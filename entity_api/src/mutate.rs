use crate::error::Error;
use sea_orm::{
    ActiveModelBehavior, ActiveModelTrait, ColumnTrait, ConnectionTrait, EntityTrait,
    IntoActiveModel, Value,
};
use std::collections::HashMap;

/// Updates only the fields of an entity named in the `UpdateMap`, leaving
/// every other column untouched. Callers pre-set columns that must always
/// change (e.g. `updated_at`) on the active model before calling.
pub async fn update<A, C>(
    db: &impl ConnectionTrait,
    mut active_model: A,
    update_map: UpdateMap,
) -> Result<<A::Entity as EntityTrait>::Model, Error>
where
    A: ActiveModelTrait + ActiveModelBehavior + Send,
    C: ColumnTrait,
    A::Entity: EntityTrait<Column = C>,
    <A::Entity as EntityTrait>::Model: IntoActiveModel<A>,
{
    for column in C::iter() {
        if let Some(value) = update_map.get(&column.to_string()) {
            active_model.set(column, value.clone());
        }
    }
    Ok(active_model.update(db).await?)
}

/// A map of column names to replacement values for partial updates.
#[derive(Default)]
pub struct UpdateMap {
    map: HashMap<String, Option<Value>>,
}

impl UpdateMap {
    pub fn new() -> Self {
        Self::default()
    }

    pub fn get(&self, key: &str) -> Option<&Value> {
        self.map.get(key).and_then(|opt| opt.as_ref())
    }

    pub fn insert(&mut self, key: String, value: Option<Value>) {
        self.map.insert(key, value);
    }

    pub fn is_empty(&self) -> bool {
        self.map.is_empty()
    }
}

/// Conversion into an `UpdateMap`, implemented by web-layer parameter structs.
pub trait IntoUpdateMap {
    fn into_update_map(self) -> UpdateMap;
}
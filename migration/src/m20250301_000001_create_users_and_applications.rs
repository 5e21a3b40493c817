use sea_orm_migration::prelude::*;

#[derive(DeriveMigrationName)]
pub struct Migration;

#[async_trait::async_trait]
impl MigrationTrait for Migration {
    async fn up(&self, manager: &SchemaManager) -> Result<(), DbErr> {
        // Ids are server-generated 25-character nano-ids, hence CHAR(25)
        // primary keys instead of serials.
        let create_users_sql = r#"
            CREATE TABLE IF NOT EXISTS relay_platform.users (
                id CHAR(25) PRIMARY KEY,
                username VARCHAR(255) NOT NULL,
                email VARCHAR(255) NOT NULL,
                password VARCHAR(255) NOT NULL,
                first_name VARCHAR(255) NOT NULL DEFAULT '',
                last_name VARCHAR(255) NOT NULL DEFAULT '',
                phone_number VARCHAR(255) NOT NULL DEFAULT '',
                address VARCHAR(255) NOT NULL DEFAULT '',
                city VARCHAR(255) NOT NULL DEFAULT '',
                state VARCHAR(255) NOT NULL DEFAULT '',
                country VARCHAR(255) NOT NULL DEFAULT '',
                zip_code VARCHAR(255) NOT NULL DEFAULT '',
                is_active BOOLEAN NOT NULL DEFAULT TRUE,
                is_superuser BOOLEAN NOT NULL DEFAULT FALSE,
                created_at TIMESTAMPTZ NOT NULL DEFAULT NOW(),
                updated_at TIMESTAMPTZ NOT NULL DEFAULT NOW(),
                deleted_at TIMESTAMPTZ
            )
        "#;

        manager
            .get_connection()
            .execute_unprepared(create_users_sql)
            .await?;

        manager
            .get_connection()
            .execute_unprepared("ALTER TABLE relay_platform.users OWNER TO relay")
            .await?;

        manager
            .get_connection()
            .execute_unprepared(
                "CREATE UNIQUE INDEX IF NOT EXISTS users_username_key \
                 ON relay_platform.users (username)",
            )
            .await?;

        manager
            .get_connection()
            .execute_unprepared(
                "CREATE UNIQUE INDEX IF NOT EXISTS users_email_key \
                 ON relay_platform.users (email)",
            )
            .await?;

        let create_applications_sql = r#"
            CREATE TABLE IF NOT EXISTS relay_platform.applications (
                id CHAR(25) PRIMARY KEY,
                name VARCHAR(255) NOT NULL,
                description TEXT NOT NULL DEFAULT '',
                url VARCHAR(2048) NOT NULL DEFAULT '',
                is_active BOOLEAN NOT NULL DEFAULT TRUE,
                api_key CHAR(40) NOT NULL,
                created_at TIMESTAMPTZ NOT NULL DEFAULT NOW(),
                updated_at TIMESTAMPTZ NOT NULL DEFAULT NOW(),
                deleted_at TIMESTAMPTZ
            )
        "#;

        manager
            .get_connection()
            .execute_unprepared(create_applications_sql)
            .await?;

        manager
            .get_connection()
            .execute_unprepared("ALTER TABLE relay_platform.applications OWNER TO relay")
            .await?;

        manager
            .get_connection()
            .execute_unprepared(
                "CREATE UNIQUE INDEX IF NOT EXISTS applications_name_key \
                 ON relay_platform.applications (name)",
            )
            .await?;

        manager
            .get_connection()
            .execute_unprepared(
                "CREATE UNIQUE INDEX IF NOT EXISTS applications_api_key_key \
                 ON relay_platform.applications (api_key)",
            )
            .await?;

        Ok(())
    }

    async fn down(&self, manager: &SchemaManager) -> Result<(), DbErr> {
        manager
            .get_connection()
            .execute_unprepared("DROP TABLE IF EXISTS relay_platform.applications")
            .await?;

        manager
            .get_connection()
            .execute_unprepared("DROP TABLE IF EXISTS relay_platform.users")
            .await?;

        Ok(())
    }
}
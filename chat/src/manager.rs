use crate::connection::{ClientId, ConnectionId, ConnectionRegistry};
use crate::error::DeliveryError;
use crate::message::{ChatEvent, EventType};
use axum::extract::ws::Message;
use log::*;
use std::sync::Arc;
use tokio::sync::mpsc::UnboundedSender;

/// High-level event routing over the [`ConnectionRegistry`]. This is the only
/// surface the web layer talks to.
pub struct Manager {
    registry: Arc<ConnectionRegistry>,
}

impl Manager {
    pub fn new() -> Self {
        Self {
            registry: Arc::new(ConnectionRegistry::new()),
        }
    }

    /// Register a new connection and return its unique ID
    pub fn register_connection(
        &self,
        client_id: ClientId,
        sender: UnboundedSender<Message>,
    ) -> ConnectionId {
        let connection_id = self.registry.register(client_id, sender);
        info!("Registered new chat connection");
        connection_id
    }

    /// Deregister a connection by ID. Safe to call more than once.
    pub fn deregister_connection(&self, connection_id: &ConnectionId) {
        if self.registry.deregister(connection_id) {
            info!("Deregistered chat connection");
        }
    }

    /// Deliver an event to exactly one connection. On failure the connection
    /// stays registered; the caller decides whether to deregister it.
    pub fn send_to(
        &self,
        connection_id: &ConnectionId,
        event: &ChatEvent,
    ) -> Result<(), DeliveryError> {
        let message = match encode(event) {
            Some(message) => message,
            None => return Ok(()),
        };
        self.registry.send_to(connection_id, message)
    }

    /// Fan an event out to every registered connection. Connections whose
    /// peer is gone are pruned so later broadcasts skip them.
    pub fn broadcast(&self, event: &ChatEvent) {
        debug!(
            "Broadcasting {} event to {} connections",
            event.event_type(),
            self.registry.len()
        );

        let message = match encode(event) {
            Some(message) => message,
            None => return,
        };

        for connection_id in self.registry.broadcast(message) {
            self.registry.deregister(&connection_id);
            warn!(
                "Pruned dead chat connection {} during broadcast",
                connection_id.as_str()
            );
        }
    }

    pub fn connection_count(&self) -> usize {
        self.registry.len()
    }
}

impl Default for Manager {
    fn default() -> Self {
        Self::new()
    }
}

fn encode(event: &ChatEvent) -> Option<Message> {
    match serde_json::to_string(event) {
        Ok(json) => Some(Message::Text(json.into())),
        Err(e) => {
            error!("Failed to serialize chat event: {e}");
            None
        }
    }
}
use sea_orm_migration::prelude::*;

#[async_std::main]
async fn main() {
    cli::run_cli(migration::Migrator).await;
}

◆ Work to complete ◆
Select and copy each line from the data that includes the word "layer".

◆ Finished exercise ◆
/// Conversion into an `UpdateMap`, implemented by web-layer parameter structs.
/// surface the web layer talks to.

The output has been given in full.